En consultant ça et là mon agrégateur préféré, je constate que je ne suis pas la seule à profiter de l’été au détriment de mon blogue. Il reste toujours les blogues de journalistes qui sont alimentés plus régulièrement - sauf pour Dominic Arpin qui essaye de prendre un brake - mais sinon partout c’est la programmation estivale : c’est donc léger et clairsemé…

17 July, 2007

Le viaduc de la Concorde - Ellis témoin-expert et consultant du MTQ

Le Devoir comme La Presse relevait que l’interrogatoire du témoin expert du ministère des Transports du Québec avait été corsé. Toutefois dans La Presse, sous la plume de Matthieu Perreault on rappelle qu’il ne pouvait y avoir d’expertise correctes - même si le MTQ prétend avoir tout fait en son pouvoir - car la documentation était incomplète. On y apprend aussi que l’Ontario a un système d’inspection et de documentation assez comparable au système québécois et que là, la gestion des documents ne pose pas de problème. Dans Le Devoir, l’article rédigé d’après PC, fait ressortir d’autres contradictions du témoignage de l’expert du MTQ Reed Ellis et met en lumière ce manque d’impartialité qu’a soulevé le procureur. Ainsi, Ellis après avoir convenu que de reporter la mise en oeuvre des recommandations n’était pas une bonne idée, se rabat sur la ligne de presse du Ministère au sujet des budgets et des moyens limités. La question du procureur est légitime : car si cet ingénieur n’avait pas un gros contrat de conception de logiciel pour le MTQ aurait-il une autre opinion ou serait-il plus critique et moins compréhensif à l’égard du MTQ? Le demander c’est y répondre…

17 July, 2007

Whole Foods se vante sur le Net

Et oui, je ne dis pas se vend, mais bel et bien se vante sur Internet. En fait, son pdg John Mackay a perdu de son lustre depuis qu’on a compris qu’il laissait un peu partout dans le cyberespace des commentaires flatteurs à son égard. Des petits mots parfois banals ou comiques - au sujet de sa coupe de cheveux - mais aussi des commentaires visant à mousser sa marque ou ses actions. Ouh! C’est là que ça se gâche. Parce que les petits canulars de Mackay sont considérés jusqu’à maintenant comme faisant partie d’un complot anticoncurentiel. Si Mackay s’en tire côté business, il restera tout de même la risée des médias et ça, ça ne peut pas aider sa marque. Encore un bel exemple pour ceux qui croient qu’on peut manipuler l’opinion et tiréer les ficelles sur Internet… Lire l’article ici.

13 July, 2007

Faire le bien au Sergent Recruteur

Changeons de propos, le viaduc me donne la nausée. Tiens comme c’est l’été, pour une fois buvez sans remords en aidant une famille de Montréal à accueillir une petit de Biélorussie… Vous savez, Tchernobyl, les enfants qu’on envoie ici pour leur refaire une santé. Lisez JYG dans Le Devoir et répondez à l’invitation de Michèle et Louis qui aujourd’hui et demain ramassent des sous pour leur petite fille d’été, Lili.

13 July, 2007

Le viaduc : You spin me right round… Like a record…

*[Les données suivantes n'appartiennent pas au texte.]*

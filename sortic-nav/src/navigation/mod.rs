//! Navigation state machine for a single AGV.
//!
//! This module provides:
//! - The top-level states and the event alphabet
//! - Named sub-phases for each state's do-action
//! - The navigator driving both from a tick scheduler

mod actions;
mod navigator;
mod phase;
mod state;

pub use navigator::{ErrorSnapshot, Navigator, NavigatorConfig};
pub use phase::{GatewayPhase, Phase, ToGatewayPhase, GATEWAY_EXIT_SLOTS, TRANSIT_SLOTS};
pub use state::{Event, State};
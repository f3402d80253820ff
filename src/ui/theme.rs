use ratatui::style::Color;

/// Base color palette
pub struct Palette;

impl Palette {
    pub const DUCKBONES: Color = Color::Rgb(0x15, 0x19, 0x26);
    pub const SURFACE: Color = Color::Rgb(0x2a, 0x2a, 0x2e);
    pub const OVERLAY: Color = Color::Rgb(0x45, 0x47, 0x5a);
}

/// Application color theme constants
pub struct Theme;

impl Theme {
    // Title bar
    pub const TITLE_BG: Color = Palette::DUCKBONES;

    // Table header, plain and for the selected column
    pub const TABLE_HEADER_BG: Color = Palette::SURFACE;
    pub const SELECTED_HEADER_BG: Color = Palette::OVERLAY;

    // Text
    pub const TEXT_PRIMARY: Color = Color::White;
    pub const TEXT_SECONDARY: Color = Color::Gray;
    pub const TEXT_ACCENT: Color = Color::Cyan;

    // Status
    pub const STATUS_ERROR: Color = Color::Red;
    pub const STATUS_ALIGNED: Color = Color::Green;
    pub const STATUS_UNALIGNED: Color = Color::Yellow;
}
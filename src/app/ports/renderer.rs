use color_eyre::eyre::Result;

use crate::ports::TableAccess;
use crate::state::AppState;

pub trait Renderer {
    fn draw(&mut self, state: &AppState, tables: &dyn TableAccess) -> Result<()>;
}
use unicode_width::UnicodeWidthChar;

use tabalign_domain::{CellStyle, TextAlign};

/// Converts a pixel length to whole terminal cells, rounding to nearest.
pub fn px_to_cells(px: f64, cell_px: f64) -> usize {
    if cell_px <= 0.0 || !px.is_finite() {
        return 0;
    }
    (px / cell_px).round().max(0.0) as usize
}

/// Longest prefix of `text` that fits in `max_width` cells, with its width.
pub fn truncate_to_width(text: &str, max_width: usize) -> (&str, usize) {
    let mut used = 0;
    for (idx, ch) in text.char_indices() {
        let w = ch.width().unwrap_or(0);
        if used + w > max_width {
            return (&text[..idx], used);
        }
        used += w;
    }
    (text, used)
}

/// Lays out one cell's text the way a box with inline padding and
/// `text-align` would: padding is reserved first, the text is justified
/// inside what remains and cut off when it overflows.
///
/// The returned string is always exactly `width` cells wide.
pub fn layout_cell(text: &str, width: u16, style: &CellStyle, cell_px: f64) -> String {
    let width = usize::from(width);
    let left = style
        .padding_left
        .map_or(0, |px| px_to_cells(px, cell_px))
        .min(width);
    let right = style
        .padding_right
        .map_or(0, |px| px_to_cells(px, cell_px))
        .min(width - left);
    let inner = width - left - right;

    let (visible, used) = truncate_to_width(text, inner);
    let slack = inner - used;
    let (before, after) = match style.text_align {
        Some(TextAlign::Right) => (slack, 0),
        Some(TextAlign::Center) => (slack / 2, slack - slack / 2),
        Some(TextAlign::Left) | None => (0, slack),
    };

    format!(
        "{}{}{}",
        " ".repeat(left + before),
        visible,
        " ".repeat(after + right)
    )
}
//! Applies allocation and per-column alignment to a table through [`TableAccess`].

use std::sync::Arc;

use tabalign_domain::{
    AlignmentOptions, AlignmentResult, CellRef, ColumnConfigs, ColumnLayout, TableId, TableTarget,
};

use crate::aligner::align_column;
use crate::allocator::allocate_column_widths;
use crate::error::AlignError;
use crate::ports::{TableAccess, TextMeasurer};
use crate::resize::{ResizeRegistry, ResizeSubscription};

/// Outcome of one processing pass over a table.
#[derive(Debug, Clone, PartialEq)]
pub struct TablePass {
    pub table: TableId,
    pub layouts: Vec<ColumnLayout>,
    /// `None` for columns left untouched (no text).
    pub alignments: Vec<Option<AlignmentResult>>,
}

#[derive(Debug)]
pub struct AppliedAlignment {
    pub pass: TablePass,
    /// Present when auto-resize is enabled.
    pub subscription: Option<ResizeSubscription>,
}

pub struct AlignmentService {
    options: AlignmentOptions,
    measurer: Arc<dyn TextMeasurer>,
    registry: ResizeRegistry,
}

impl AlignmentService {
    pub fn new(options: AlignmentOptions, measurer: Arc<dyn TextMeasurer>) -> Self {
        Self {
            options,
            measurer,
            registry: ResizeRegistry::new(),
        }
    }

    pub fn options(&self) -> &AlignmentOptions {
        &self.options
    }

    pub fn registry(&self) -> &ResizeRegistry {
        &self.registry
    }

    pub fn apply_alignment(
        &mut self,
        access: &mut dyn TableAccess,
        target: &TableTarget,
        columns: &ColumnConfigs,
    ) -> Result<AppliedAlignment, AlignError> {
        let Some(table) = access.resolve(target) else {
            tracing::error!(table = %target, "table not found, alignment skipped");
            return Err(AlignError::TargetNotFound(target.to_string()));
        };

        let pass = self.process_table(access, table, columns);
        let subscription = self
            .options
            .auto_resize()
            .then(|| self.registry.register(table, columns.clone()));

        Ok(AppliedAlignment { pass, subscription })
    }

    /// Sizes the columns, then aligns each one.
    pub fn process_table(
        &self,
        access: &mut dyn TableAccess,
        table: TableId,
        columns: &ColumnConfigs,
    ) -> TablePass {
        let snapshot = access.snapshot(table);
        let font = access.font_context(table);

        let layouts = allocate_column_widths(
            &snapshot.columns,
            &font,
            self.measurer.as_ref(),
            self.options.padding_px(),
            self.options.anchor_policy(),
        );
        apply_layout(access, table, &layouts);

        let mut alignments = Vec::with_capacity(snapshot.column_count());
        for (index, column) in snapshot.columns.iter().enumerate() {
            let mode = columns.get(index).align;
            let box_width = access.column_box_width(table, index);
            let texts: Vec<&str> = column.body_texts().collect();

            let result = align_column(
                &texts,
                box_width,
                &font,
                self.measurer.as_ref(),
                mode,
                &self.options,
            );

            match &result {
                Some(result) => {
                    for (row, cell) in column.body.iter().enumerate() {
                        if cell.is_none() {
                            continue;
                        }
                        let cell = CellRef::Body { row, column: index };
                        let mut style = access.cell_style(table, cell);
                        result.apply_to(&mut style);
                        access.set_cell_style(table, cell, style);
                    }
                    tracing::debug!(
                        %table,
                        column = index,
                        %mode,
                        box_width,
                        padding = result.padding_px,
                        "column aligned"
                    );
                }
                None => tracing::debug!(%table, column = index, "empty column left as is"),
            }

            alignments.push(result);
        }

        TablePass {
            table,
            layouts,
            alignments,
        }
    }

    /// Clears every applied style and drops the table's resize registration.
    pub fn remove_alignment(
        &mut self,
        access: &mut dyn TableAccess,
        target: &TableTarget,
    ) -> Result<(), AlignError> {
        let Some(table) = access.resolve(target) else {
            tracing::warn!(table = %target, "table not found, nothing to reset");
            return Err(AlignError::TargetNotFound(target.to_string()));
        };

        self.registry.unregister(table);
        clear_alignment(access, table);
        Ok(())
    }

    /// Re-runs the pass for a registered table; unregistered tables are ignored.
    pub fn handle_resize(&self, access: &mut dyn TableAccess, table: TableId) -> Option<TablePass> {
        let columns = self.registry.columns(table)?.clone();
        tracing::debug!(%table, "resize, re-aligning");
        Some(self.process_table(access, table, &columns))
    }

    pub fn release(&mut self, subscription: ResizeSubscription) -> bool {
        self.registry.release(subscription)
    }
}

/// Writes header widths and switches to fixed layout when any column has content.
fn apply_layout(access: &mut dyn TableAccess, table: TableId, layouts: &[ColumnLayout]) {
    if layouts.iter().all(|layout| layout.width_percent.is_none()) {
        return;
    }

    for (column, layout) in layouts.iter().enumerate() {
        let header = CellRef::Header { column };
        let mut style = access.cell_style(table, header);
        style.width_percent = layout.width_percent;
        access.set_cell_style(table, header, style);
    }
    access.set_fixed_layout(table, true);
}

/// Removes inline alignment, padding and width from every cell. Idempotent.
pub fn clear_alignment(access: &mut dyn TableAccess, table: TableId) {
    for cell in access.cells(table) {
        let mut style = access.cell_style(table, cell);
        if style.is_empty() {
            continue;
        }
        style.clear_alignment();
        access.set_cell_style(table, cell, style);
    }
    access.set_fixed_layout(table, false);
}

#[cfg(test)]
mod tests {
    use super::*;
    use crate::test_support::{FakeTable, PerCharMeasurer};
    use tabalign_domain::{AlignMode, CellStyle, ColumnConfig, PaddingSide, TextAlign};

    fn service(options: AlignmentOptions) -> AlignmentService {
        AlignmentService::new(options, Arc::new(PerCharMeasurer::new(10.0)))
    }

    fn sample_table() -> FakeTable {
        FakeTable::new(
            "people",
            &["id", "name", "note"],
            &[
                vec!["1", "alice", ""],
                vec!["22", "bob", ""],
                vec!["333", "christina", ""],
            ],
            1000.0,
        )
    }

    #[test]
    fn every_cell_of_a_column_gets_the_same_padding() {
        let mut table = sample_table();
        let mut service = service(AlignmentOptions::default());
        let columns = ColumnConfigs::new().with(1, ColumnConfig::new(AlignMode::Center));

        service
            .apply_alignment(&mut table, &TableTarget::from("people"), &columns)
            .unwrap();

        for column in 0..2 {
            let styles = table.body_styles(column);
            assert!(styles.iter().all(|s| *s == styles[0]));
            assert!(!styles[0].is_empty());
        }
        assert_eq!(table.body_styles(1)[0].text_align, Some(TextAlign::Center));
    }

    #[test]
    fn widths_follow_content_and_layout_becomes_fixed() {
        let mut table = sample_table();
        let mut service = service(AlignmentOptions::default());

        let applied = service
            .apply_alignment(&mut table, &TableTarget::from("people"), &ColumnConfigs::new())
            .unwrap();

        // id: 3 chars -> 50, name: 9 chars -> 110, note: header "note" -> 60
        let widths: Vec<f64> = applied
            .pass
            .layouts
            .iter()
            .map(|l| l.render_width_px)
            .collect();
        assert_eq!(widths, vec![50.0, 110.0, 60.0]);
        assert!(table.fixed_layout);

        let header = table.style(CellRef::Header { column: 1 });
        assert_eq!(header.width_percent, Some(50.0));
    }

    #[test]
    fn left_padding_uses_box_after_layout() {
        let mut table = sample_table();
        let mut service = service(AlignmentOptions::default());

        let applied = service
            .apply_alignment(&mut table, &TableTarget::from("people"), &ColumnConfigs::new())
            .unwrap();

        // name column: 50% of 1000 = 500, left ratio 0.1 -> 50
        let name = applied.pass.alignments[1].unwrap();
        assert_eq!(name.padding_side, PaddingSide::Left);
        assert_eq!(name.padding_px, 50.0);
        assert_eq!(table.body_styles(1)[2].padding_left, Some(50.0));
        assert_eq!(table.body_styles(1)[2].padding_right, None);
    }

    #[test]
    fn empty_body_column_is_not_styled() {
        let mut table = sample_table();
        let mut service = service(AlignmentOptions::default());

        let applied = service
            .apply_alignment(&mut table, &TableTarget::from("people"), &ColumnConfigs::new())
            .unwrap();

        assert_eq!(applied.pass.alignments[2], None);
        assert!(table.body_styles(2).iter().all(CellStyle::is_empty));
    }

    #[test]
    fn all_empty_table_keeps_auto_layout() {
        let mut table = FakeTable::new("blank", &["", ""], &[vec!["", ""]], 400.0);
        let mut service = service(AlignmentOptions::default());

        let applied = service
            .apply_alignment(&mut table, &TableTarget::from("blank"), &ColumnConfigs::new())
            .unwrap();

        assert!(!table.fixed_layout);
        assert!(applied.pass.layouts.iter().all(|l| l.width_percent.is_none()));
        assert!(table.all_styles_empty());
    }

    #[test]
    fn unknown_target_is_reported_without_side_effects() {
        let mut table = sample_table();
        let mut service = service(AlignmentOptions::default());

        let err = service
            .apply_alignment(&mut table, &TableTarget::from("missing"), &ColumnConfigs::new())
            .unwrap_err();

        assert_eq!(err, AlignError::TargetNotFound("missing".to_string()));
        assert!(table.styles.is_empty());
        assert!(!table.fixed_layout);
        assert!(service.registry().is_empty());
    }

    #[test]
    fn remove_restores_default_presentation() {
        let mut table = sample_table();
        let mut service = service(AlignmentOptions::default());
        let columns = ColumnConfigs::new()
            .with(0, ColumnConfig::new(AlignMode::Right))
            .with(1, ColumnConfig::new(AlignMode::Center));
        let target = TableTarget::from("people");

        let applied = service
            .apply_alignment(&mut table, &target, &columns)
            .unwrap();
        assert!(applied.subscription.is_some());

        service.remove_alignment(&mut table, &target).unwrap();

        assert!(table.all_styles_empty());
        assert!(!table.fixed_layout);
        assert!(service.registry().is_empty());

        // Idempotent
        service.remove_alignment(&mut table, &target).unwrap();
        assert!(table.all_styles_empty());
    }

    #[test]
    fn remove_unknown_target_errors() {
        let mut table = sample_table();
        let mut service = service(AlignmentOptions::default());

        let err = service
            .remove_alignment(&mut table, &TableTarget::from("nope"))
            .unwrap_err();

        assert!(matches!(err, AlignError::TargetNotFound(_)));
    }

    #[test]
    fn repeated_apply_keeps_a_single_registration() {
        let mut table = sample_table();
        let mut service = service(AlignmentOptions::default());
        let target = TableTarget::from("people");

        let first = service
            .apply_alignment(&mut table, &target, &ColumnConfigs::new())
            .unwrap();
        let second = service
            .apply_alignment(&mut table, &target, &ColumnConfigs::new())
            .unwrap();

        assert_eq!(service.registry().len(), 1);
        assert_eq!(first.pass, second.pass);

        assert!(!service.release(first.subscription.unwrap()));
        assert!(service.release(second.subscription.unwrap()));
        assert!(service.registry().is_empty());
    }

    #[test]
    fn auto_resize_disabled_returns_no_subscription() {
        let mut table = sample_table();
        let options = AlignmentOptions::builder()
            .auto_resize(false)
            .build()
            .unwrap();
        let mut service = service(options);

        let applied = service
            .apply_alignment(&mut table, &TableTarget::from("people"), &ColumnConfigs::new())
            .unwrap();

        assert!(applied.subscription.is_none());
        let id = table.id;
        assert!(service.handle_resize(&mut table, id).is_none());
    }

    #[test]
    fn resize_recomputes_with_registered_columns() {
        let mut table = sample_table();
        let mut service = service(AlignmentOptions::default());
        let columns = ColumnConfigs::new().with(1, ColumnConfig::new(AlignMode::Center));

        let _applied = service
            .apply_alignment(&mut table, &TableTarget::from("people"), &columns)
            .unwrap();

        // name column box: 50% of 2000 = 1000, center 0.5 -> 500 - 90/2
        table.container_width_px = 2000.0;
        let id = table.id;
        let pass = service.handle_resize(&mut table, id).unwrap();

        assert_eq!(pass.alignments[1].unwrap().padding_px, 455.0);
        assert_eq!(table.body_styles(1)[0].padding_left, Some(455.0));
    }

    #[test]
    fn reapplying_switches_padding_side() {
        let mut table = sample_table();
        let mut service = service(AlignmentOptions::default());
        let target = TableTarget::from("people");

        let _ = service
            .apply_alignment(&mut table, &target, &ColumnConfigs::new())
            .unwrap();
        let _ = service
            .apply_alignment(
                &mut table,
                &target,
                &ColumnConfigs::new().with(1, ColumnConfig::new(AlignMode::Right)),
            )
            .unwrap();

        let style = table.body_styles(1)[0];
        assert_eq!(style.padding_left, None);
        assert!(style.padding_right.is_some());
        assert_eq!(style.text_align, Some(TextAlign::Right));
    }
}
use tabalign_domain::{CellRef, CellStyle, FontContext, TableId, TableSnapshot, TableTarget};

/// Presentation layer holding the tables to align.
///
/// Implementations own the cells and their styles; the alignment core only
/// reads text and box metrics through this trait and writes styles back.
pub trait TableAccess {
    fn resolve(&self, target: &TableTarget) -> Option<TableId>;

    /// Trimmed text of every header and body cell.
    fn snapshot(&self, table: TableId) -> TableSnapshot;

    /// Font the table's cells render with.
    fn font_context(&self, table: TableId) -> FontContext;

    /// Rendered width of a column's cell box under the current layout.
    fn column_box_width(&self, table: TableId, column: usize) -> f64;

    fn cell_style(&self, table: TableId, cell: CellRef) -> CellStyle;

    fn set_cell_style(&mut self, table: TableId, cell: CellRef, style: CellStyle);

    fn is_fixed_layout(&self, table: TableId) -> bool;

    fn set_fixed_layout(&mut self, table: TableId, fixed: bool);

    /// Every header and body cell that exists, ragged rows included.
    fn cells(&self, table: TableId) -> Vec<CellRef>;
}

/// A [`TableAccess`] whose container can be resized by the host display.
pub trait TableHost: TableAccess {
    fn set_container_width(&mut self, table: TableId, width_px: f64);
}
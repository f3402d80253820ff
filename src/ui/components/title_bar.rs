use ratatui::Frame;
use ratatui::layout::Rect;
use ratatui::style::{Modifier, Style};
use ratatui::text::{Line, Span};
use ratatui::widgets::Paragraph;

use tabalign_app::state::AppState;

use crate::theme::Theme;

pub struct TitleBar;

impl TitleBar {
    pub fn render(frame: &mut Frame, area: Rect, state: &AppState) {
        let line = Self::build_line(state);
        frame.render_widget(
            Paragraph::new(line).style(Style::default().bg(Theme::TITLE_BG)),
            area,
        );
    }

    pub fn build_line(state: &AppState) -> Line<'static> {
        let (status, color) = if state.aligned {
            ("aligned", Theme::STATUS_ALIGNED)
        } else {
            ("unaligned", Theme::STATUS_UNALIGNED)
        };

        let mut spans = vec![
            Span::styled(
                format!(" {} ", state.table_name),
                Style::default()
                    .fg(Theme::TEXT_PRIMARY)
                    .add_modifier(Modifier::BOLD),
            ),
            Span::styled(status.to_string(), Style::default().fg(color)),
        ];

        if state.column_count > 0 {
            spans.push(Span::styled(
                format!(
                    "  column {}/{}: {}",
                    state.selected_column + 1,
                    state.column_count,
                    state.selected_mode()
                ),
                Style::default().fg(Theme::TEXT_SECONDARY),
            ));
        }

        Line::from(spans)
    }
}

Faut lire pour ne pas y croire… Le Devoir titrait aujourd’hui, Faute d’argent, Transport Québec a négligé le viaduc de la Concorde. Me semblait bien que le Ministère allait trouver le moyen de rejeter tout blâme sur le manque d’argent, le manque d’employés et la misère de la fonction publique. En 1999, les travaux recommandés auraient coûtés 63 K, le salaire d’un fonctionnaire sans les avantages sociaux. Dans tout ce spin visant à réduire l’imputabilité et à diluer un max la culpabilité mon bout préféré, livré par un porte-parole générique, est celui-ci : «Je tiens à préciser que c’est fait sans compromis pour la sécurité des ouvrages et des usagers.»

Ouin, bien y’a cinq ou six usagers qui ne sont plus là, mais dont les familles pourraient vous en dire long sur la “sécurité des ouvrages”…

12 July, 2007

Bill Gates était-il un premier de classe?

Martine propose aujourd’hui à ses lecteurs un texte du New York Magazine sur l’effet des louanges que les parents chantent, parfois peut-être un peu trop, à leurs enfants. L’étude menée sur le sujet est inquiétante : les enfants doués, auxquels on répète qu’ils sont brillants, sont beaucoup plus susceptibles d’abandonner toute tâche qui demande un effort et pour laquelle ils n’ont pas de facilité. Ainsi, ils se contentent d’impressionner la galerie avec ce qu’ils font bien et se soucient plus de leur image au détriment de leur réelle capacité d’apprendre.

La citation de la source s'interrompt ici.